Records from a data collection
--- START ---
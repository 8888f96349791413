use std::panic::Location;
use std::path::PathBuf;

use error_location::ErrorLocation;
use thiserror::Error;

/// Errors raised by a [`crate::SessionStorage`] backend.
#[derive(Error, Debug)]
pub enum StorageError {
    #[error("Invalid storage key '{key}': {message} {location}")]
    InvalidKey {
        key: String,
        message: String,
        location: ErrorLocation,
    },

    #[error("Failed to create directory at {path}: {source} {location}")]
    DirCreation {
        path: PathBuf,
        #[source]
        source: std::io::Error,
        location: ErrorLocation,
    },

    #[error("Failed to read record at {path}: {source} {location}")]
    FileRead {
        path: PathBuf,
        #[source]
        source: std::io::Error,
        location: ErrorLocation,
    },

    #[error("Record at {path} is not valid UTF-8: {source} {location}")]
    InvalidEncoding {
        path: PathBuf,
        #[source]
        source: std::string::FromUtf8Error,
        location: ErrorLocation,
    },

    #[error("Failed to write record at {path}: {source} {location}")]
    FileWrite {
        path: PathBuf,
        #[source]
        source: std::io::Error,
        location: ErrorLocation,
    },

    #[error("Failed to remove record at {path}: {source} {location}")]
    FileRemove {
        path: PathBuf,
        #[source]
        source: std::io::Error,
        location: ErrorLocation,
    },

    #[error("Atomic rename failed from {from} to {to}: {source} {location}")]
    AtomicRename {
        from: PathBuf,
        to: PathBuf,
        #[source]
        source: std::io::Error,
        location: ErrorLocation,
    },

    #[error("Storage backend unavailable: {message} {location}")]
    Unavailable {
        message: String,
        location: ErrorLocation,
    },
}

impl StorageError {
    /// Whether this error is recoverable via retry.
    pub fn is_transient(&self) -> bool {
        matches!(
            self,
            Self::FileRead { .. }
                | Self::FileWrite { .. }
                | Self::FileRemove { .. }
                | Self::AtomicRename { .. }
        )
    }

    /// The stored bytes exist but can never be a record.
    pub fn is_corrupt_record(&self) -> bool {
        matches!(self, Self::InvalidEncoding { .. })
    }

    /// User-friendly recovery hint.
    pub fn recovery_hint(&self) -> &'static str {
        match self {
            Self::InvalidKey { .. } => {
                "The configured storage key is not valid. \
                   Use letters, digits, '_' or '-'."
            }
            Self::DirCreation { .. } | Self::FileWrite { .. } | Self::AtomicRename { .. } => {
                "Unable to write to the session storage directory. \
                   Check disk space and file permissions."
            }
            Self::FileRead { .. } => {
                "Unable to read the saved session. \
                   The file may be locked by another process."
            }
            Self::InvalidEncoding { .. } => {
                "The saved session is damaged. \
                   Sign in again to replace it."
            }
            Self::FileRemove { .. } => {
                "Unable to remove the saved session. \
                   Check file permissions in the storage directory."
            }
            Self::Unavailable { .. } => "Session storage is unavailable. Try again later.",
        }
    }

    #[track_caller]
    pub fn invalid_key(key: impl Into<String>, message: impl Into<String>) -> Self {
        Self::InvalidKey {
            key: key.into(),
            message: message.into(),
            location: ErrorLocation::from(Location::caller()),
        }
    }

    #[track_caller]
    pub fn dir_creation(path: PathBuf, source: std::io::Error) -> Self {
        Self::DirCreation {
            path,
            source,
            location: ErrorLocation::from(Location::caller()),
        }
    }

    #[track_caller]
    pub fn file_read(path: PathBuf, source: std::io::Error) -> Self {
        Self::FileRead {
            path,
            source,
            location: ErrorLocation::from(Location::caller()),
        }
    }

    #[track_caller]
    pub fn invalid_encoding(path: PathBuf, source: std::string::FromUtf8Error) -> Self {
        Self::InvalidEncoding {
            path,
            source,
            location: ErrorLocation::from(Location::caller()),
        }
    }

    #[track_caller]
    pub fn file_write(path: PathBuf, source: std::io::Error) -> Self {
        Self::FileWrite {
            path,
            source,
            location: ErrorLocation::from(Location::caller()),
        }
    }

    #[track_caller]
    pub fn file_remove(path: PathBuf, source: std::io::Error) -> Self {
        Self::FileRemove {
            path,
            source,
            location: ErrorLocation::from(Location::caller()),
        }
    }

    #[track_caller]
    pub fn atomic_rename(from: PathBuf, to: PathBuf, source: std::io::Error) -> Self {
        Self::AtomicRename {
            from,
            to,
            source,
            location: ErrorLocation::from(Location::caller()),
        }
    }

    #[track_caller]
    pub fn unavailable(message: impl Into<String>) -> Self {
        Self::Unavailable {
            message: message.into(),
            location: ErrorLocation::from(Location::caller()),
        }
    }
}

pub type Result<T> = std::result::Result<T, StorageError>;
--- END ---
Set down all of the entries again, keeping every line exactly as it is.

▶ **Reply to the exercise**
repository 8888f96349791413
use std::panic::Location;
use std::path::PathBuf;

use error_location::ErrorLocation;
use thiserror::Error;

/// Errors raised by a [`crate::SessionStorage`] backend.
#[derive(Error, Debug)]
pub enum StorageError {
    #[error("Invalid storage key '{key}': {message} {location}")]
    InvalidKey {
        key: String,
        message: String,
        location: ErrorLocation,
    },

    #[error("Failed to create directory at {path}: {source} {location}")]
    DirCreation {
        path: PathBuf,
        #[source]
        source: std::io::Error,
        location: ErrorLocation,
    },

    #[error("Failed to read record at {path}: {source} {location}")]
    FileRead {
        path: PathBuf,
        #[source]
        source: std::io::Error,
        location: ErrorLocation,
    },

    #[error("Record at {path} is not valid UTF-8: {source} {location}")]
    InvalidEncoding {
        path: PathBuf,
        #[source]
        source: std::string::FromUtf8Error,
        location: ErrorLocation,
    },

    #[error("Failed to write record at {path}: {source} {location}")]
    FileWrite {
        path: PathBuf,
        #[source]
        source: std::io::Error,
        location: ErrorLocation,
    },

    #[error("Failed to remove record at {path}: {source} {location}")]
    FileRemove {
        path: PathBuf,
        #[source]
        source: std::io::Error,
        location: ErrorLocation,
    },

    #[error("Atomic rename failed from {from} to {to}: {source} {location}")]
    AtomicRename {
        from: PathBuf,
        to: PathBuf,
        #[source]
        source: std::io::Error,
        location: ErrorLocation,
    },

    #[error("Storage backend unavailable: {message} {location}")]
    Unavailable {
        message: String,
        location: ErrorLocation,
    },
}

impl StorageError {
    /// Whether this error is recoverable via retry.
    pub fn is_transient(&self) -> bool {
        matches!(
            self,
            Self::FileRead { .. }
                | Self::FileWrite { .. }
                | Self::FileRemove { .. }
                | Self::AtomicRename { .. }
        )
    }

    /// The stored bytes exist but can never be a record.
    pub fn is_corrupt_record(&self) -> bool {
        matches!(self, Self::InvalidEncoding { .. })
    }

    /// User-friendly recovery hint.
    pub fn recovery_hint(&self) -> &'static str {
        match self {
            Self::InvalidKey { .. } => {
                "The configured storage key is not valid. \
                   Use letters, digits, '_' or '-'."
            }
            Self::DirCreation { .. } | Self::FileWrite { .. } | Self::AtomicRename { .. } => {
                "Unable to write to the session storage directory. \
                   Check disk space and file permissions."
            }
            Self::FileRead { .. } => {
                "Unable to read the saved session. \
                   The file may be locked by another process."
            }
            Self::InvalidEncoding { .. } => {
                "The saved session is damaged. \
                   Sign in again to replace it."
            }
            Self::FileRemove { .. } => {
                "Unable to remove the saved session. \
                   Check file permissions in the storage directory."
            }
            Self::Unavailable { .. } => "Session storage is unavailable. Try again later.",
        }
    }

    #[track_caller]
    pub fn invalid_key(key: impl Into<String>, message: impl Into<String>) -> Self {
        Self::InvalidKey {
            key: key.into(),
            message: message.into(),
            location: ErrorLocation::from(Location::caller()),
        }
    }

    #[track_caller]
    pub fn dir_creation(path: PathBuf, source: std::io::Error) -> Self {
        Self::DirCreation {
            path,
            source,
            location: ErrorLocation::from(Location::caller()),
        }
    }

    #[track_caller]
    pub fn file_read(path: PathBuf, source: std::io::Error) -> Self {
        Self::FileRead {
            path,
            source,
            location: ErrorLocation::from(Location::caller()),
        }
    }

    #[track_caller]
    pub fn invalid_encoding(path: PathBuf, source: std::string::FromUtf8Error) -> Self {
        Self::InvalidEncoding {
            path,
            source,
            location: ErrorLocation::from(Location::caller()),
        }
    }

    #[track_caller]
    pub fn file_write(path: PathBuf, source: std::io::Error) -> Self {
        Self::FileWrite {
            path,
            source,
            location: ErrorLocation::from(Location::caller()),
        }
    }

    #[track_caller]
    pub fn file_remove(path: PathBuf, source: std::io::Error) -> Self {
        Self::FileRemove {
            path,
            source,
            location: ErrorLocation::from(Location::caller()),
        }
    }

    #[track_caller]
    pub fn atomic_rename(from: PathBuf, to: PathBuf, source: std::io::Error) -> Self {
        Self::AtomicRename {
            from,
            to,
            source,
            location: ErrorLocation::from(Location::caller()),
        }
    }

    #[track_caller]
    pub fn unavailable(message: impl Into<String>) -> Self {
        Self::Unavailable {
            message: message.into(),
            location: ErrorLocation::from(Location::caller()),
        }
    }
}

pub type Result<T> = std::result::Result<T, StorageError>;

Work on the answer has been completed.